Installation instructions
conda create --name maws python=3.10
conda activate maws
pip install torch torchvision torchtext
pip install timm==0.9.7
# for demo
pip install jupyter ipywidgets matplotlib
Available models
MAWS pretrained models
Model | Pretrained name + weights | IN1k 224px linear top-1 | IN1k 512/518px finetuned name + weights | IN1k 512/518px finetuned top-1 | Text encoder | 0-Shot name + weights | IN1k 224px 0-shot top-1 |
---|---|---|---|---|---|---|---|
ViT-B | vit_b16 | 83.3 | vit_b16_ft_in1k | 86.8 | XLMR-B | vit_b16_xlmr_b | 74.9 |
ViT-L | vit_l16 | 86.1 | vit_l16_ft_in1k | 88.8 | XLMR-L | vit_l16_xlmr_l | 79.7 |
ViT-H | vit_h14 | 87.5 | vit_h14_ft_in1k | 89.5 | XLMR-L | vit_h14_xlmr_l | 81.1 |
ViT-2B | vit_2b14 | 88.1 | vit_2b14_ft_in1k | 89.8 | XLMR-L | vit_2b14_xlmr_l | 82.1 |
ViT-6.5B | vit_6.5b14 | 88.6 | vit_6.5b14_ft_in1k | 90.1 |
MAE pretrained models
Model | Pretrained name + weights | IN1k 224px finetuned top-1 |
---|---|---|
ViT-B | vit_b16 | 83.5 |
ViT-L | vit_l16 | 86.1 |
ViT-H | vit_h14 | 87.4 |
ViT-2B | vit_2b14 | 87.8 |
ViT-6.5B | vit_6.5b14 | 88.3 |
MAE pretrained on ImageNet-1k
Model | Pretrained name + weights | IN1k 224px finetuned top-1 |
---|---|---|
ViT-2B | vit_2b14 | 87.4 |
MAE pretrained on ImageNet-21k
Model | Model name + weights | IN1k 512px finetuned |
---|---|---|
ViT-L | vit_l16 | 86.9 |
Evaluation on ImageNet-1k
Finetuned
We share weights for the MAWS models finetuned on ImageNet-1k at high resolution (512px for ViT-B, ViT-L and 518px for ViT-H, ViT-2B, ViT-6.5B). $IN1K_VAL_PATH
should be the path to the ImageNet-1k val root folder.
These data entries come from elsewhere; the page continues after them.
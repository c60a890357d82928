use std::io::Write;

use petak::{
    config::Config,
    storage::storage_manager::StorageManager,
    types::error::DatabaseError,
};
use rustyline::{DefaultEditor, Result, error::ReadlineError};

const HISTORY_FILE: &str = ".petak_history";

fn print_help() {
    println!(
        r#"
Available commands:
  init              - Wipe and re-create the data store
  tables            - List tables in the catalog
  leaves <table>    - Show the leaf pages of a table in row-id order
  dump <table>      - Print every row of a table
  rowid on|off      - Toggle the row id column in dumps
  help, h           - Show this help message
  clear             - Clear the screen
  exit, quit, q     - Exit
"#
    );
}

fn dump_table(storage: &StorageManager, table_name: &str) -> std::result::Result<(), DatabaseError> {
    let info = storage.lookup_table(table_name)?;
    let mut header: Vec<String> = info.column_names().iter().map(|s| s.to_string()).collect();
    if storage.config().show_row_id {
        header.insert(0, "rowid".to_string());
    }
    println!("{}", header.join(" | "));

    let rows = storage.scan_table(table_name, None)?;
    for row in &rows {
        println!("{}", row.display_values(storage.config()).join(" | "));
    }
    println!("({} rows, catalog says {})", rows.len(), info.record_count);
    Ok(())
}

fn process_command(
    storage: &mut StorageManager,
    command: &str,
) -> std::result::Result<bool, DatabaseError> {
    let mut parts = command.split_whitespace();
    let verb = parts.next().unwrap_or("").to_lowercase();
    let arg = parts.next();

    match (verb.as_str(), arg) {
        ("exit" | "quit" | "q", _) => {
            println!("Goodbye!");
            return Ok(false);
        }
        ("help" | "h", _) => print_help(),
        ("clear", _) => {
            print!("\x1B[2J\x1B[1;1H");
            std::io::stdout().flush()?;
        }
        ("init", _) => {
            *storage = StorageManager::initialize_fresh(storage.config().clone())?;
            println!("Initialized {}", storage.data_dir().display());
        }
        ("tables", _) => {
            for name in storage.table_names()? {
                println!("{}", name);
            }
        }
        ("leaves", Some(table)) => {
            let leaves = storage.list_leaves(table)?;
            println!("root: {}", storage.find_root(table)?);
            println!("leaves: {:?}", leaves);
        }
        ("dump", Some(table)) => dump_table(storage, table)?,
        ("rowid", Some(toggle)) => match toggle.to_lowercase().as_str() {
            "on" => storage.set_show_row_id(true),
            "off" => storage.set_show_row_id(false),
            other => println!("Expected 'on' or 'off', got '{}'", other),
        },
        ("", _) => {}
        (other, _) => println!("Unknown command '{}'. Type 'help' for a list.", other),
    }
    Ok(true)
}

fn main() -> Result<()> {
    tracing_subscriber::fmt()
        .with_env_filter(
            tracing_subscriber::EnvFilter::try_from_default_env()
                .unwrap_or_else(|_| tracing_subscriber::EnvFilter::new("info")),
        )
        .with_writer(std::io::stderr)
        .init();

    let data_dir = std::env::args().nth(1).unwrap_or_else(|| "data".to_string());
    let mut storage = match StorageManager::open_or_initialize(Config::new(&data_dir)) {
        Ok(storage) => storage,
        Err(e) => {
            eprintln!("Failed to open data store at {}: {}", data_dir, e);
            std::process::exit(1);
        }
    };

    println!("petak storage shell. Type 'help' for commands.");

    let mut rl = DefaultEditor::new()?;
    let _ = rl.load_history(HISTORY_FILE);

    loop {
        match rl.readline("petak> ") {
            Ok(line) => {
                let command = line.trim();
                if command.is_empty() {
                    continue;
                }
                rl.add_history_entry(command)?;
                match process_command(&mut storage, command) {
                    Ok(true) => {}
                    Ok(false) => break,
                    Err(e) => eprintln!("Error: {}", e),
                }
            }
            Err(ReadlineError::Interrupted) => {
                println!("Interrupted");
                break;
            }
            Err(ReadlineError::Eof) => {
                println!("EOF");
                break;
            }
            Err(err) => {
                println!("Error: {:?}", err);
                break;
            }
        }
    }

    let _ = rl.save_history(HISTORY_FILE);
    Ok(())
}
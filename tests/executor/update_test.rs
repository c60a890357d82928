use petak::{
    executor::predicate::Predicate,
    storage::schema::TableCol,
    types::{
        RowId,
        error::DatabaseError,
        value::{DataType, Value},
    },
    utils::mock::TempDatabase,
};

fn seeded(labels: &[&str]) -> Result<TempDatabase, DatabaseError> {
    let mut temp_db = TempDatabase::new()?;
    temp_db.create_simple_table("t")?;
    for (i, label) in labels.iter().enumerate() {
        temp_db
            .storage_manager
            .insert_row("t", vec![Value::Int(i as i32 + 1), Value::Text(label.to_string())])?;
    }
    Ok(temp_db)
}

fn row_ids(temp_db: &TempDatabase) -> Result<Vec<RowId>, DatabaseError> {
    Ok(temp_db
        .storage_manager
        .scan_table("t", None)?
        .iter()
        .map(|row| row.row_id)
        .collect())
}

#[test]
fn test_fixed_width_update_is_in_place() -> Result<(), DatabaseError> {
    let mut temp_db = seeded(&["a", "b", "c"])?;
    let updated = temp_db.storage_manager.update_matching_rows(
        "t",
        Some(&Predicate::equals("id", "2")),
        &[("id", Value::Int(20))],
    )?;
    assert_eq!(updated, 1);

    let rows = temp_db.storage_manager.scan_table("t", None)?;
    assert_eq!(row_ids(&temp_db)?, vec![1, 2, 3]);
    assert_eq!(rows[1].values, vec![Value::Int(20), Value::Text("b".into())]);

    let info = temp_db.storage_manager.lookup_table("t")?;
    assert_eq!(info.last_id, 3);
    assert_eq!(info.record_count, 3);
    Ok(())
}

#[test]
fn test_same_length_text_is_in_place() -> Result<(), DatabaseError> {
    let mut temp_db = seeded(&["cat", "dog"])?;
    temp_db.storage_manager.update_matching_rows(
        "t",
        Some(&Predicate::equals("label", "dog")),
        &[("label", Value::Text("owl".into()))],
    )?;
    assert_eq!(row_ids(&temp_db)?, vec![1, 2]);
    let rows = temp_db.storage_manager.scan_table("t", None)?;
    assert_eq!(rows[1].values[1], Value::Text("owl".into()));
    Ok(())
}

#[test]
fn test_growing_text_reinserts_with_new_id() -> Result<(), DatabaseError> {
    let mut temp_db = seeded(&["one", "two", "six"])?;
    let updated = temp_db.storage_manager.update_matching_rows(
        "t",
        Some(&Predicate::equals("id", "2")),
        &[("label", Value::Text("twenty-two".into()))],
    )?;
    assert_eq!(updated, 1);
    assert_eq!(row_ids(&temp_db)?, vec![1, 3, 4]);

    let rows = temp_db.storage_manager.scan_table("t", None)?;
    assert_eq!(
        rows[2].values,
        vec![Value::Int(2), Value::Text("twenty-two".into())]
    );

    let info = temp_db.storage_manager.lookup_table("t")?;
    assert_eq!(info.last_id, 4);
    assert_eq!(info.record_count, 3);
    Ok(())
}

#[test]
fn test_update_all_rows_visits_each_once() -> Result<(), DatabaseError> {
    let mut temp_db = seeded(&["a", "b", "c", "d"])?;
    let updated = temp_db.storage_manager.update_matching_rows(
        "t",
        None,
        &[("label", Value::Text("longer".into()))],
    )?;
    assert_eq!(updated, 4);
    assert_eq!(row_ids(&temp_db)?, vec![5, 6, 7, 8]);

    let rows = temp_db.storage_manager.scan_table("t", None)?;
    let ids: Vec<Value> = rows.iter().map(|r| r.values[0].clone()).collect();
    assert_eq!(
        ids,
        vec![Value::Int(1), Value::Int(2), Value::Int(3), Value::Int(4)]
    );
    assert!(rows.iter().all(|r| r.values[1] == Value::Text("longer".into())));

    let info = temp_db.storage_manager.lookup_table("t")?;
    assert_eq!(info.record_count, 4);
    assert_eq!(info.last_id, 8);
    Ok(())
}

#[test]
fn test_null_to_value_reinserts() -> Result<(), DatabaseError> {
    let mut temp_db = TempDatabase::new()?;
    temp_db.create_simple_table("t")?;
    let storage = &mut temp_db.storage_manager;
    storage.insert_row("t", vec![Value::Int(1), Value::Null])?;
    storage.insert_row("t", vec![Value::Int(2), Value::Null])?;

    let updated = storage.update_matching_rows(
        "t",
        Some(&Predicate::equals("label", "NULL")),
        &[("label", Value::Text("x".into()))],
    )?;
    assert_eq!(updated, 2);
    let ids: Vec<RowId> = storage.scan_table("t", None)?.iter().map(|r| r.row_id).collect();
    assert_eq!(ids, vec![3, 4]);
    Ok(())
}

#[test]
fn test_update_coerces_and_validates() -> Result<(), DatabaseError> {
    let mut temp_db = TempDatabase::new()?;
    temp_db.storage_manager.create_table(
        "strict",
        vec![
            TableCol::new("code", DataType::SmallInt).not_null(),
            TableCol::new("note", DataType::Text),
        ],
    )?;
    let storage = &mut temp_db.storage_manager;
    storage.insert_row("strict", vec![Value::SmallInt(1), Value::Null])?;

    storage.update_matching_rows("strict", None, &[("CODE", Value::Text("9".into()))])?;
    let row = storage.scan_table("strict", None)?.remove(0);
    assert_eq!(row.values[0], Value::SmallInt(9));
    assert_eq!(row.row_id, 1);

    assert!(matches!(
        storage.update_matching_rows("strict", None, &[("code", Value::Null)]),
        Err(DatabaseError::NotNullViolation { .. })
    ));
    assert!(matches!(
        storage.update_matching_rows("strict", None, &[("code", Value::Text("many".into()))]),
        Err(DatabaseError::TypeConversion { .. })
    ));
    assert!(matches!(
        storage.update_matching_rows("strict", None, &[("nothing", Value::Int(1))]),
        Err(DatabaseError::ColumnNotFound { .. })
    ));
    assert!(matches!(
        storage.update_matching_rows(
            "strict",
            Some(&Predicate::equals("nothing", "1")),
            &[("code", Value::Int(2))]
        ),
        Err(DatabaseError::ColumnNotFound { .. })
    ));
    Ok(())
}

#[test]
fn test_update_without_matches() -> Result<(), DatabaseError> {
    let mut temp_db = seeded(&["a"])?;
    let updated = temp_db.storage_manager.update_matching_rows(
        "t",
        Some(&Predicate::equals("label", "zzz")),
        &[("label", Value::Text("much longer".into()))],
    )?;
    assert_eq!(updated, 0);
    assert_eq!(row_ids(&temp_db)?, vec![1]);
    Ok(())
}

#[test]
fn test_reinsert_across_split() -> Result<(), DatabaseError> {
    let labels: Vec<String> = (0..40).map(|i| format!("r{:02}", i)).collect();
    let refs: Vec<&str> = labels.iter().map(String::as_str).collect();
    let mut temp_db = seeded(&refs)?;
    let leaves_before = temp_db.storage_manager.list_leaves("t")?.len();

    let updated = temp_db.storage_manager.update_matching_rows(
        "t",
        None,
        &[("label", Value::Text("a considerably longer label".into()))],
    )?;
    assert_eq!(updated, 40);
    assert!(temp_db.storage_manager.list_leaves("t")?.len() > leaves_before);

    let rows = temp_db.storage_manager.scan_table("t", None)?;
    assert_eq!(rows.len(), 40);
    let ids: Vec<RowId> = rows.iter().map(|r| r.row_id).collect();
    assert_eq!(ids, (41..=80).collect::<Vec<RowId>>());

    let info = temp_db.storage_manager.lookup_table("t")?;
    assert_eq!(info.last_id, 80);
    assert_eq!(info.record_count, 40);
    Ok(())
}

fn keyed_table() -> Result<TempDatabase, DatabaseError> {
    let mut temp_db = TempDatabase::new()?;
    temp_db.storage_manager.create_table(
        "keyed",
        vec![
            TableCol::new("id", DataType::Int).primary_key(),
            TableCol::new("name", DataType::Text).unique(),
        ],
    )?;
    let storage = &mut temp_db.storage_manager;
    storage.insert_row("keyed", vec![Value::Int(1), Value::Text("ann".into())])?;
    storage.insert_row("keyed", vec![Value::Int(3), Value::Text("bo".into())])?;
    Ok(temp_db)
}

fn keyed_values(temp_db: &TempDatabase) -> Result<Vec<(RowId, Vec<Value>)>, DatabaseError> {
    Ok(temp_db
        .storage_manager
        .scan_table("keyed", None)?
        .into_iter()
        .map(|row| (row.row_id, row.values))
        .collect())
}

#[test]
fn test_update_primary_key_to_taken_value() -> Result<(), DatabaseError> {
    let mut temp_db = keyed_table()?;
    let before = keyed_values(&temp_db)?;

    let result = temp_db.storage_manager.update_matching_rows(
        "keyed",
        Some(&Predicate::equals("id", "3")),
        &[("id", Value::Int(1))],
    );
    match result {
        Err(DatabaseError::UniqueConstraintViolation { table, column, value }) => {
            assert_eq!(table, "keyed");
            assert_eq!(column, "id");
            assert_eq!(value, "1");
        }
        other => panic!("Expected UniqueConstraintViolation, got {:?}", other),
    }
    assert_eq!(keyed_values(&temp_db)?, before);
    Ok(())
}

#[test]
fn test_update_unique_text_that_moves_the_row() -> Result<(), DatabaseError> {
    let mut temp_db = keyed_table()?;
    let before = keyed_values(&temp_db)?;

    // "bo" -> "ANN" changes width, so the row would be reinserted.
    assert!(matches!(
        temp_db.storage_manager.update_matching_rows(
            "keyed",
            Some(&Predicate::equals("id", "3")),
            &[("name", Value::Text("ANN".into()))],
        ),
        Err(DatabaseError::UniqueConstraintViolation { .. })
    ));
    assert_eq!(keyed_values(&temp_db)?, before);

    let info = temp_db.storage_manager.lookup_table("keyed")?;
    assert_eq!(info.last_id, 2);
    assert_eq!(info.record_count, 2);
    Ok(())
}

#[test]
fn test_update_unique_column_to_own_or_free_value() -> Result<(), DatabaseError> {
    let mut temp_db = keyed_table()?;
    let storage = &mut temp_db.storage_manager;

    let same = storage.update_matching_rows(
        "keyed",
        Some(&Predicate::equals("id", "1")),
        &[("id", Value::Int(1)), ("name", Value::Text("Ann".into()))],
    )?;
    assert_eq!(same, 1);

    let moved = storage.update_matching_rows(
        "keyed",
        Some(&Predicate::equals("id", "3")),
        &[("id", Value::Int(2)), ("name", Value::Text("bea".into()))],
    )?;
    assert_eq!(moved, 1);

    let rows = storage.scan_table("keyed", None)?;
    assert_eq!(rows[0].values, vec![Value::Int(1), Value::Text("Ann".into())]);
    assert_eq!(rows[1].values, vec![Value::Int(2), Value::Text("bea".into())]);
    Ok(())
}

#[test]
fn test_update_many_rows_to_one_unique_value() -> Result<(), DatabaseError> {
    let mut temp_db = keyed_table()?;
    assert!(matches!(
        temp_db
            .storage_manager
            .update_matching_rows("keyed", None, &[("name", Value::Text("cyd".into()))]),
        Err(DatabaseError::UniqueConstraintViolation { .. })
    ));
    let names: Vec<Value> = keyed_values(&temp_db)?
        .into_iter()
        .map(|(_, values)| values[1].clone())
        .collect();
    // Rows are written one at a time, so the first row already changed.
    assert_eq!(names, vec![Value::Text("cyd".into()), Value::Text("bo".into())]);
    Ok(())
}
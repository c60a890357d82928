use crate::types::{error::Result, row::Row};

pub trait Scanner {
    fn scan(&mut self) -> Result<Option<Row>>;
    fn scan_batch(&mut self, batch_size: usize) -> Result<Vec<Row>>;
    fn reset(&mut self) -> Result<()>;
}

pub struct ScanIterator<S: Scanner> {
    scanner: S,
}

impl<S: Scanner> ScanIterator<S> {
    pub fn new(scanner: S) -> Self {
        Self { scanner }
    }
}

impl<S: Scanner> Iterator for ScanIterator<S> {
    type Item = Result<Row>;
    fn next(&mut self) -> Option<Self::Item> {
        match self.scanner.scan() {
            Ok(Some(row)) => Some(Ok(row)),
            Ok(None) => None,
            Err(e) => Some(Err(e)),
        }
    }
}
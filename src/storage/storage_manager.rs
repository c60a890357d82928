use std::{
    fs,
    path::{Path, PathBuf},
};

use tracing::info;

use crate::{
    config::{Config, TABLE_FILE_EXTENSION},
    executor::{
        predicate::Predicate,
        scan::{ScanIterator, Scanner},
        sequential_scan::SequentialScanner,
    },
    storage::{
        bplus_tree::BPlusTree,
        page_file::PageFile,
        schema::{COLUMNS_TABLE, TABLES_TABLE, TableInfo, is_system_table},
    },
    types::{
        PageNo,
        error::{DatabaseError, Result},
        page::PageType,
        row::Row,
    },
};

/// Session context over one data store directory.
///
/// Holds no open files and no cached metadata: every operation opens the
/// table file it needs and rebuilds `TableInfo` from the catalog.
#[derive(Debug)]
pub struct StorageManager {
    config: Config,
}

impl StorageManager {
    /// Opens an existing data store.
    pub fn open(config: Config) -> Result<Self> {
        config.validate()?;
        let storage = Self { config };
        if !storage.catalog_exists() {
            return Err(DatabaseError::DataStoreNotInitialized {
                path: storage.config.catalog_dir(),
            });
        }
        info!(data_dir = %storage.config.data_dir.display(), "Opened data store");
        Ok(storage)
    }

    /// Creates the catalog of a new data store. Refuses to touch an existing
    /// one.
    pub fn initialize(config: Config) -> Result<Self> {
        config.validate()?;
        let mut storage = Self { config };
        if storage.catalog_exists() {
            return Err(DatabaseError::DataStoreExists {
                path: storage.config.catalog_dir(),
            });
        }
        storage.bootstrap_catalog()?;
        Ok(storage)
    }

    /// Wipes the catalog and user data directories, then initializes.
    pub fn initialize_fresh(config: Config) -> Result<Self> {
        config.validate()?;
        for dir in [config.catalog_dir(), config.user_data_dir()] {
            if dir.exists() {
                fs::remove_dir_all(&dir)?;
            }
        }
        Self::initialize(config)
    }

    pub fn open_or_initialize(config: Config) -> Result<Self> {
        match Self::open(config.clone()) {
            Err(DatabaseError::DataStoreNotInitialized { .. }) => Self::initialize(config),
            other => other,
        }
    }

    pub fn config(&self) -> &Config {
        &self.config
    }

    pub fn set_show_row_id(&mut self, show: bool) {
        self.config.show_row_id = show;
    }

    pub fn page_size(&self) -> usize {
        self.config.page_size()
    }

    fn catalog_exists(&self) -> bool {
        self.table_path(TABLES_TABLE).exists() && self.table_path(COLUMNS_TABLE).exists()
    }

    /// File backing `table_name`: system tables live in the catalog
    /// directory, everything else in the user data directory.
    pub fn table_path(&self, table_name: &str) -> PathBuf {
        let dir = if is_system_table(table_name) {
            self.config.catalog_dir()
        } else {
            self.config.user_data_dir()
        };
        dir.join(format!("{}.{}", table_name, TABLE_FILE_EXTENSION))
    }

    /// Rejects direct row changes to the catalog tables. The catalog
    /// maintains them itself.
    pub(crate) fn ensure_user_table(table_name: &str) -> Result<()> {
        if is_system_table(table_name) {
            return Err(DatabaseError::SystemTable {
                name: table_name.to_string(),
            });
        }
        Ok(())
    }

    pub fn open_table_file(&self, table_name: &str) -> Result<PageFile> {
        let path = self.table_path(table_name);
        if !path.exists() {
            return Err(DatabaseError::TableNotFound {
                name: table_name.to_string(),
            });
        }
        PageFile::open(path, self.page_size())
    }

    /// Creates a table file holding a single empty root leaf.
    pub(crate) fn create_table_file(&self, table_name: &str) -> Result<PageFile> {
        let path = self.table_path(table_name);
        if let Some(dir) = path.parent() {
            fs::create_dir_all(dir)?;
        }
        let mut file = PageFile::create(&path, self.page_size())?;
        file.allocate_page(PageType::Leaf, None, None)?;
        Ok(file)
    }

    pub(crate) fn remove_table_file(&self, table_name: &str) -> Result<bool> {
        let path = self.table_path(table_name);
        if path.exists() {
            fs::remove_file(&path)?;
            return Ok(true);
        }
        Ok(false)
    }

    pub fn data_dir(&self) -> &Path {
        &self.config.data_dir
    }

    /// Table metadata, rebuilt from the catalog.
    pub fn lookup_table(&self, table_name: &str) -> Result<TableInfo> {
        self.load_table_info(table_name)
    }

    /// Current root page of a table, found by scanning its file.
    pub fn find_root(&self, table_name: &str) -> Result<PageNo> {
        self.open_table_file(table_name)?.find_root()
    }

    /// Leaf pages of a table in row-id order.
    pub fn list_leaves(&self, table_name: &str) -> Result<Vec<PageNo>> {
        let mut file = self.open_table_file(table_name)?;
        BPlusTree::open(&mut file)?.collect_leaves()
    }

    pub fn create_scanner(&self, table_name: &str) -> Result<SequentialScanner> {
        SequentialScanner::new(self, table_name.to_string())
    }

    /// Rows of a table in row-id order, optionally filtered.
    pub fn scan_table(&self, table_name: &str, predicate: Option<&Predicate>) -> Result<Vec<Row>> {
        let table_info = match predicate {
            Some(pred) => {
                let info = self.load_table_info(table_name)?;
                pred.validate_against_schema(&info)?;
                Some(info)
            }
            None => None,
        };

        let mut rows = Vec::new();
        for row in ScanIterator::new(self.create_scanner(table_name)?) {
            let row = row?;
            let matches = match (predicate, &table_info) {
                (Some(pred), Some(info)) => pred.evaluate(&row, info)?,
                _ => true,
            };
            if matches {
                rows.push(row);
            }
        }
        Ok(rows)
    }

    /// Every row of a table without consulting the catalog.
    pub(crate) fn read_all_rows(&self, table_name: &str) -> Result<Vec<Row>> {
        let mut scanner = self.create_scanner(table_name)?;
        let mut rows = Vec::new();
        while let Some(row) = scanner.scan()? {
            rows.push(row);
        }
        Ok(rows)
    }
}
python eval_finetuned.py -m vit_b16_ft_in1k -i 512 -b 25 -p $IN1K_VAL_PATH
# ImageNet-1k top-1 accuracy: 86.832
python eval_finetuned.py -m vit_l16_ft_in1k -i 512 -b 10 -p $IN1K_VAL_PATH
# ImageNet-1k top-1 accuracy: 88.796
python eval_finetuned.py -m vit_h14_ft_in1k -i 518 -b 5 -p $IN1K_VAL_PATH
# ImageNet-1k top-1 accuracy: 89.502
python eval_finetuned.py -m vit_2b14_ft_in1k -i 518 -b 5 -p $IN1K_VAL_PATH
# ImageNet-1k top-1 accuracy: 89.752
python eval_finetuned.py -m vit_6.5b14_ft_in1k -i 518 -b 5 -p $IN1K_VAL_PATH
# ImageNet-1k top-1 accuracy: 90.064
Zero-shot
Please refer to all the available model names in the MAWS Pretrained models section. $IN1K_VAL_PATH
should be the path to the ImageNet-1k val root folder.
python eval_zeroshot.py -m vit_b16_xlmr_b -b 25 -p $IN1K_VAL_PATH
# Zero shot ImageNet-1k top-1 accuracy: 74.888
# Trying the french language instead with a larger model on a 32GB V100
python eval_zeroshot.py -m vit_2b14_xlmr_l --language french -b 5 -p $IN1K_VAL_PATH
# Zero shot ImageNet-1k top-1 accuracy: 62.622
Citation
If you use our models or if the work is useful in your research, please give us a star and cite:
@inproceedings{singh2023effectiveness,
title={The effectiveness of MAE pre-pretraining for billion-scale pretraining},
author={Singh, Mannat and Duval, Quentin and Alwala, Kalyan Vasudev and Fan, Haoqi and Aggarwal, Vaibhav and Adcock, Aaron and Joulin, Armand and Doll{\'a}r, Piotr and Feichtenhofer, Christoph and Girshick, Ross and Girdhar, Rohit and Misra, Ishan},
booktitle={ICCV},
year={2023}
}
License
Our models are released under the CC-BY-NC 4.0 license. See LICENSE for additional details.